[[ TASK MATERIAL, beginning ]]

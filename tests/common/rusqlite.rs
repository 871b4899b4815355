use std::ops::Deref;
use std::path::{Path, PathBuf};

use quarry::sqlite::SqliteStore;
use tempfile::TempDir;

const SCHEMA: &str = "
    CREATE TABLE customers (
        id INTEGER PRIMARY KEY,
        name TEXT NOT NULL,
        city TEXT,
        age INTEGER NOT NULL
    );
    CREATE TABLE orders (
        id INTEGER PRIMARY KEY,
        customer_id INTEGER NOT NULL REFERENCES customers (id),
        total REAL NOT NULL
    );
    CREATE TABLE animals (
        id INTEGER PRIMARY KEY,
        kind TEXT NOT NULL,
        name TEXT NOT NULL,
        breed TEXT,
        lives INTEGER
    );
";

const SEED: &str = "
    INSERT INTO customers (id, name, city, age) VALUES
        (1, 'Ada', 'Oslo', 36),
        (2, 'Grace', NULL, 45),
        (3, 'Linus', 'Helsinki', 28),
        (4, 'Barbara', 'Oslo', 52),
        (5, 'Ken', NULL, 30);
    INSERT INTO orders (id, customer_id, total) VALUES
        (10, 1, 25.0),
        (11, 1, 40.0),
        (30, 3, 12.5),
        (31, 3, 7.5),
        (32, 3, 100.0),
        (40, 4, 60.0);
    INSERT INTO animals (id, kind, name, breed, lives) VALUES
        (1, 'dog', 'Rex', 'beagle', NULL),
        (2, 'cat', 'Tom', NULL, 9),
        (3, 'kitten', 'Kit', NULL, 9),
        (4, 'dog', 'Fido', NULL, NULL);
";

/// Seeded in-memory database with a single connection slot.
pub fn setup_db() -> SqliteStore {
    let store = SqliteStore::open_in_memory().expect("Failed to create in-memory database");
    create_tables(&store);
    store
}

/// Seeded database file; the directory holding it is removed on drop.
pub struct FileDb {
    store: SqliteStore,
    path: PathBuf,
    _dir: TempDir,
}

impl FileDb {
    pub fn path(&self) -> &Path {
        &self.path
    }
}

impl Deref for FileDb {
    type Target = SqliteStore;

    fn deref(&self) -> &SqliteStore {
        &self.store
    }
}

/// Seeded database file that allows several open cursors at once.
pub fn setup_file_db(max_connections: usize) -> FileDb {
    let dir = TempDir::new().expect("Failed to create temp dir");
    let path = dir.path().join("quarry.db");
    let store = SqliteStore::open(&path, max_connections).expect("Failed to open database file");
    create_tables(&store);
    FileDb {
        store,
        path,
        _dir: dir,
    }
}

fn create_tables(store: &SqliteStore) {
    store.execute_batch(SCHEMA).expect("Failed to create tables");
    store.execute_batch(SEED).expect("Failed to seed tables");
}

[[ TASK MATERIAL, end ]]

- **WHAT TO WORK ON**
Whatever else the listing above holds, retype exactly only the lines from the one containing "use quarry::sqlite::SqliteStore;" to the one containing "CREATE TABLE animals", both ends kept.

- **EXERCISE RESPONSE**
use quarry::sqlite::SqliteStore;
use tempfile::TempDir;

const SCHEMA: &str = "
    CREATE TABLE customers (
        id INTEGER PRIMARY KEY,
        name TEXT NOT NULL,
        city TEXT,
        age INTEGER NOT NULL
    );
    CREATE TABLE orders (
        id INTEGER PRIMARY KEY,
        customer_id INTEGER NOT NULL REFERENCES customers (id),
        total REAL NOT NULL
    );
    CREATE TABLE animals (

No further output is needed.